Tra gli esempi di accezione negativa del “lavarsi le mani”, vorrei ricordare il famigerato motto “me ne frego”, significativa testimonianza dell’arroganza violenta e cialtrona dei fascisti. La cronaca testimonia l’onnipervasività di quest’etica dell’indifferenza che sta per travolgerci tutti. Riporterò soltanto un esempio, apparentemente minuto, ma che mi appare estremamente significativo. Il Corriere della sera, nell’arco che va dall’11 al 13 luglio scorsi ha raccontato l’odissea subita da una ragazza aggredita da uno sconosciuto, che ha chiesto inutilmente soccorso a quanti pur affollavano una piazza romana. Questi le hanno rivolto una gelida indifferenza, come se la oltrepassassero con uno sguardo che non conosceva né pietà né sentimento di umana solidarietà. Soltanto dei ragazzini quattordicenni in scooter le si sono accostati e le hanno prestato soccorso. Con l’intervento del 113 l’aggressore è stato finalmente fermato e portato in questura, ma nonostante su di lui si fossero accumulate altre denunce di donne molestate, ben sei nelle ultime 48 ore, nessun arresto ha fermato l’uomo, lasciando nello sconforto la giovane donna aggredita. Scrivendo al giornale, Anna (nome di fantasia), aggiunge la sua disperata speranza di non dover trasformare come i cactus le foglie in spine. Questa lettera ha innescato una serie di reazioni; si sono registrati, così, annunci di disegni di legge di parlamentari relativi alla presentazione del reato di flagranza differita (l’assenza di flagranza di reato era stata lo spunto formalistico per il rilascio dell’aggressore), mentre altre parlamentari hanno affermato: “dobbiamo recuperare il coraggio di essere comunità”. Infine, la notizia che l’aggressore è stato tradotto in carcere, mettendo così al riparo altre donne da sue compulsive aggressioni. Forse, è possibile, nonostante tutto, la speranza che si ritrovino le ragioni di una partecipe, umana solidarietà.

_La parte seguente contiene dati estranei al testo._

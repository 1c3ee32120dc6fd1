//! One-time RFB negotiation: version exchange, security selection,
//! DES authentication, and the ClientInit/ServerInit handoff.

use std::time::Duration;

use tokio::sync::watch;

use crate::vnc::auth;
use crate::vnc::errors::VncError;
use crate::vnc::protocol::{self, security, VERSION_LEN, VERSION_PREFIX};
use crate::vnc::stream::{ByteStream, READ_TIMEOUT, SERVER_INIT_TIMEOUT};
use crate::vnc::types::{PixelFormat, ServerInit, SessionState};

/// Sanity cap on the desktop-name length in ServerInit.
const MAX_NAME_LEN: usize = 1024 * 1024;

/// Timeout for the best-effort failure-reason read.
const REASON_TIMEOUT: Duration = Duration::from_secs(2);

/// Drive the full RFB handshake over `stream`.
///
/// Reports the Handshaking and Authenticating transitions through
/// `state_tx` and returns the parsed ServerInit on success.  The caller
/// owns the Active transition.
pub async fn negotiate(
    stream: &ByteStream,
    password: &str,
    shared: bool,
    state_tx: &watch::Sender<SessionState>,
) -> Result<ServerInit, VncError> {
    let _ = state_tx.send(SessionState::Handshaking);

    // 1. Version banner.
    let banner = stream.read_exactly(VERSION_LEN, READ_TIMEOUT).await?;
    if !banner.starts_with(VERSION_PREFIX) {
        return Err(VncError::protocol(format!(
            "unexpected protocol banner {:?}",
            String::from_utf8_lossy(&banner)
        )));
    }
    log::info!(
        "server protocol version: {}",
        String::from_utf8_lossy(&banner).trim_end()
    );

    // 2. Mirror the server's version back as our own.
    stream.write(&banner).await?;

    // 3. Security type list.
    let count = stream.read_u8(READ_TIMEOUT).await?;
    if count == 0 {
        let reason = read_failure_reason(stream).await;
        return Err(VncError::protocol(format!(
            "server refused the connection: {reason}"
        )));
    }
    let offered = stream.read_exactly(count as usize, READ_TIMEOUT).await?;

    // 4. VNC Authentication must be on offer.
    if !offered.contains(&security::VNC_AUTH) {
        return Err(VncError::protocol(format!(
            "server offers no VNC authentication (types {:?})",
            offered.as_ref()
        )));
    }
    stream.write(&[security::VNC_AUTH]).await?;

    // 5. DES challenge-response.
    let _ = state_tx.send(SessionState::Authenticating);
    let challenge_buf = stream.read_exactly(16, READ_TIMEOUT).await?;
    let mut challenge = [0u8; 16];
    challenge.copy_from_slice(&challenge_buf);
    let response = auth::vnc_auth_response(&challenge, password);
    stream.write(&response).await?;

    // 6. Security result.
    let result = stream.read_u32(READ_TIMEOUT).await?;
    if result != 0 {
        let reason = read_failure_reason(stream).await;
        return Err(VncError::auth(format!(
            "server rejected the credentials (code {result}): {reason}"
        )));
    }

    // 7. ClientInit must go out first — the server only sends ServerInit
    //    after receiving it.
    stream.write(&protocol::build_client_init(shared)).await?;

    // 8. ServerInit.  The leading fields get the longer timeout: slow
    //    servers finish session setup between SecurityResult and Init.
    let width = stream.read_u16(SERVER_INIT_TIMEOUT).await?;
    let height = stream.read_u16(SERVER_INIT_TIMEOUT).await?;
    let pf_buf = stream.read_exactly(16, READ_TIMEOUT).await?;
    let mut pf_bytes = [0u8; 16];
    pf_bytes.copy_from_slice(&pf_buf);
    let pixel_format = PixelFormat::from_bytes(&pf_bytes);
    let name_len = stream.read_u32(READ_TIMEOUT).await? as usize;
    if name_len > MAX_NAME_LEN {
        return Err(VncError::protocol(format!(
            "implausible desktop name length {name_len}"
        )));
    }
    let name_buf = stream.read_exactly(name_len, READ_TIMEOUT).await?;
    let name = String::from_utf8_lossy(&name_buf).into_owned();

    log::info!("server init: {width}x{height} \"{name}\" ({pixel_format})");

    Ok(ServerInit {
        width,
        height,
        pixel_format,
        name,
    })
}

/// Best-effort read of a u32-length-prefixed failure reason string.
async fn read_failure_reason(stream: &ByteStream) -> String {
    if let Ok(len) = stream.read_u32(REASON_TIMEOUT).await {
        if len as usize <= 4096 {
            if let Ok(buf) = stream.read_exactly(len as usize, REASON_TIMEOUT).await {
                return String::from_utf8_lossy(&buf).into_owned();
            }
        }
    }
    "(no reason given)".into()
}

#[cfg(test)]
mod tests {
    use super::*;
    use crate::vnc::types::SessionStats;
    use std::sync::Arc;
    use tokio::io::{AsyncReadExt, AsyncWriteExt};
    use tokio::net::{TcpListener, TcpStream};

    const PASSWORD: &str = "sesame";
    const CHALLENGE: [u8; 16] = [
        0x10, 0x32, 0x54, 0x76, 0x98, 0xBA, 0xDC, 0xFE, 0x01, 0x23, 0x45, 0x67, 0x89, 0xAB,
        0xCD, 0xEF,
    ];

    async fn client_stream(listener: &TcpListener) -> ByteStream {
        let addr = listener.local_addr().unwrap();
        let sock = TcpStream::connect(addr).await.unwrap();
        ByteStream::from_stream(sock, Arc::new(SessionStats::new()))
    }

    fn state_channel() -> (watch::Sender<SessionState>, watch::Receiver<SessionState>) {
        watch::channel(SessionState::Connecting)
    }

    /// Server side of a successful handshake up to and including
    /// ServerInit.
    async fn serve_good_handshake(mut sock: TcpStream) -> TcpStream {
        sock.write_all(b"RFB 003.008\n").await.unwrap();
        let mut echo = [0u8; 12];
        sock.read_exact(&mut echo).await.unwrap();
        assert_eq!(&echo, b"RFB 003.008\n");

        sock.write_all(&[2, 1, 2]).await.unwrap(); // two types: None, VNC
        let mut selected = [0u8; 1];
        sock.read_exact(&mut selected).await.unwrap();
        assert_eq!(selected[0], 2);

        sock.write_all(&CHALLENGE).await.unwrap();
        let mut response = [0u8; 16];
        sock.read_exact(&mut response).await.unwrap();
        assert_eq!(response, auth::vnc_auth_response(&CHALLENGE, PASSWORD));

        sock.write_all(&0u32.to_be_bytes()).await.unwrap();

        let mut client_init = [0u8; 1];
        sock.read_exact(&mut client_init).await.unwrap();
        assert_eq!(client_init[0], 1);

        let mut init = Vec::new();
        init.extend_from_slice(&800u16.to_be_bytes());
        init.extend_from_slice(&600u16.to_be_bytes());
        init.extend_from_slice(&PixelFormat::rgba32().to_bytes());
        init.extend_from_slice(&4u32.to_be_bytes());
        init.extend_from_slice(b"test");
        sock.write_all(&init).await.unwrap();
        sock
    }

    #[tokio::test]
    async fn negotiate_parses_server_init() {
        let listener = TcpListener::bind("127.0.0.1:0").await.unwrap();
        let stream = client_stream(&listener).await;
        let server = tokio::spawn(async move {
            let (sock, _) = listener.accept().await.unwrap();
            serve_good_handshake(sock).await
        });

        let (state_tx, state_rx) = state_channel();
        let init = negotiate(&stream, PASSWORD, true, &state_tx).await.unwrap();
        assert_eq!(init.width, 800);
        assert_eq!(init.height, 600);
        assert_eq!(init.name, "test");
        assert_eq!(init.pixel_format, PixelFormat::rgba32());
        // The negotiator reported the authenticating phase.
        assert_eq!(*state_rx.borrow(), SessionState::Authenticating);
        drop(server.await.unwrap());
    }

    #[tokio::test]
    async fn negotiate_rejects_bad_banner() {
        let listener = TcpListener::bind("127.0.0.1:0").await.unwrap();
        let stream = client_stream(&listener).await;
        let server = tokio::spawn(async move {
            let (mut sock, _) = listener.accept().await.unwrap();
            sock.write_all(b"HTTP 200 OK\n").await.unwrap();
            sock
        });

        let (state_tx, _state_rx) = state_channel();
        let err = negotiate(&stream, PASSWORD, true, &state_tx)
            .await
            .unwrap_err();
        assert!(matches!(err, VncError::Protocol(_)));
        drop(server.await.unwrap());
    }

    #[tokio::test]
    async fn negotiate_rejects_zero_security_types() {
        let listener = TcpListener::bind("127.0.0.1:0").await.unwrap();
        let stream = client_stream(&listener).await;
        let server = tokio::spawn(async move {
            let (mut sock, _) = listener.accept().await.unwrap();
            sock.write_all(b"RFB 003.008\n").await.unwrap();
            let mut echo = [0u8; 12];
            sock.read_exact(&mut echo).await.unwrap();
            sock.write_all(&[0]).await.unwrap();
            let reason = b"maintenance";
            sock.write_all(&(reason.len() as u32).to_be_bytes())
                .await
                .unwrap();
            sock.write_all(reason).await.unwrap();
            sock
        });

        let (state_tx, _state_rx) = state_channel();
        let err = negotiate(&stream, PASSWORD, true, &state_tx)
            .await
            .unwrap_err();
        match err {
            VncError::Protocol(msg) => assert!(msg.contains("maintenance")),
            other => panic!("expected protocol error, got {other:?}"),
        }
        drop(server.await.unwrap());
    }

    #[tokio::test]
    async fn negotiate_requires_vnc_auth_on_offer() {
        let listener = TcpListener::bind("127.0.0.1:0").await.unwrap();
        let stream = client_stream(&listener).await;
        let server = tokio::spawn(async move {
            let (mut sock, _) = listener.accept().await.unwrap();
            sock.write_all(b"RFB 003.008\n").await.unwrap();
            let mut echo = [0u8; 12];
            sock.read_exact(&mut echo).await.unwrap();
            sock.write_all(&[1, 1]).await.unwrap(); // only "None"
            sock
        });

        let (state_tx, _state_rx) = state_channel();
        let err = negotiate(&stream, PASSWORD, true, &state_tx)
            .await
            .unwrap_err();
        assert!(matches!(err, VncError::Protocol(_)));
        drop(server.await.unwrap());
    }

    #[tokio::test]
    async fn negotiate_surfaces_auth_rejection() {
        let listener = TcpListener::bind("127.0.0.1:0").await.unwrap();
        let stream = client_stream(&listener).await;
        let server = tokio::spawn(async move {
            let (mut sock, _) = listener.accept().await.unwrap();
            sock.write_all(b"RFB 003.008\n").await.unwrap();
            let mut echo = [0u8; 12];
            sock.read_exact(&mut echo).await.unwrap();
            sock.write_all(&[1, 2]).await.unwrap();
            let mut selected = [0u8; 1];
            sock.read_exact(&mut selected).await.unwrap();
            sock.write_all(&CHALLENGE).await.unwrap();
            let mut response = [0u8; 16];
            sock.read_exact(&mut response).await.unwrap();
            sock.write_all(&1u32.to_be_bytes()).await.unwrap();
            let reason = b"wrong password";
            sock.write_all(&(reason.len() as u32).to_be_bytes())
                .await
                .unwrap();
            sock.write_all(reason).await.unwrap();
            sock
        });

        let (state_tx, _state_rx) = state_channel();
        let err = negotiate(&stream, "bad-guess", true, &state_tx)
            .await
            .unwrap_err();
        match err {
            VncError::Auth(msg) => assert!(msg.contains("wrong password")),
            other => panic!("expected auth error, got {other:?}"),
        }
        drop(server.await.unwrap());
    }

    #[tokio::test]
    async fn negotiate_rejects_implausible_name_length() {
        let listener = TcpListener::bind("127.0.0.1:0").await.unwrap();
        let stream = client_stream(&listener).await;
        let server = tokio::spawn(async move {
            let (mut sock, _) = listener.accept().await.unwrap();
            sock.write_all(b"RFB 003.008\n").await.unwrap();
            let mut echo = [0u8; 12];
            sock.read_exact(&mut echo).await.unwrap();
            sock.write_all(&[1, 2]).await.unwrap();
            let mut selected = [0u8; 1];
            sock.read_exact(&mut selected).await.unwrap();
            sock.write_all(&CHALLENGE).await.unwrap();
            let mut response = [0u8; 16];
            sock.read_exact(&mut response).await.unwrap();
            sock.write_all(&0u32.to_be_bytes()).await.unwrap();
            let mut client_init = [0u8; 1];
            sock.read_exact(&mut client_init).await.unwrap();
            let mut init = Vec::new();
            init.extend_from_slice(&800u16.to_be_bytes());
            init.extend_from_slice(&600u16.to_be_bytes());
            init.extend_from_slice(&PixelFormat::rgba32().to_bytes());
            init.extend_from_slice(&u32::MAX.to_be_bytes());
            sock.write_all(&init).await.unwrap();
            sock
        });

        let (state_tx, _state_rx) = state_channel();
        let err = negotiate(&stream, PASSWORD, true, &state_tx)
            .await
            .unwrap_err();
        assert!(matches!(err, VncError::Protocol(_)));
        drop(server.await.unwrap());
    }
}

Oggi tutti noi ci immergiamo gioiosi nelle acque del mare, o delle piscine, nuotando liberamente e abbandonandoci al legittimo refrigerio e piacere dato dalla frescura. Eppure, nella nostra innocente gioia di liberi nuotatori, non deve sparire il pensiero di come questo stesso Mediterraneo sia solcato da navi e barconi di migranti extraeuropei che fuggono dalla violenza di regimi dittatoriali o di una vita estremamente povera, priva delle risorse necessarie per la sua continuazione. Vittime che quotidianamente punteggiano le giornate di questo nostro tempo così feroce, che ha trasformato implacabilmente il mare nostrum in mare monstrum. Dinanzi a questa ecatombe il lavarsi le mani alla Ponzio Pilato segnalerebbe in noi la definitiva perdita dell’umano, la morte di qualsiasi sentimento di umana solidarietà e della possibilità stessa di costituire ancora una comunità umana. È in questa direzione, invece, che deve rivolgersi tutto il nostro impegno, la nostra volontà di ritrovare quelle ragioni dell’Uomo per la cui salvezza si incarnò il divino Prigioniero interrogato dal volenteroso e pavido Ponzio Pilato.

*Relazione svolta dall’autore al Festival dei sensi svoltosi in Val d’Itria dal 17 al 19 agosto 2018, Masseria Capece, 19 agosto 2018.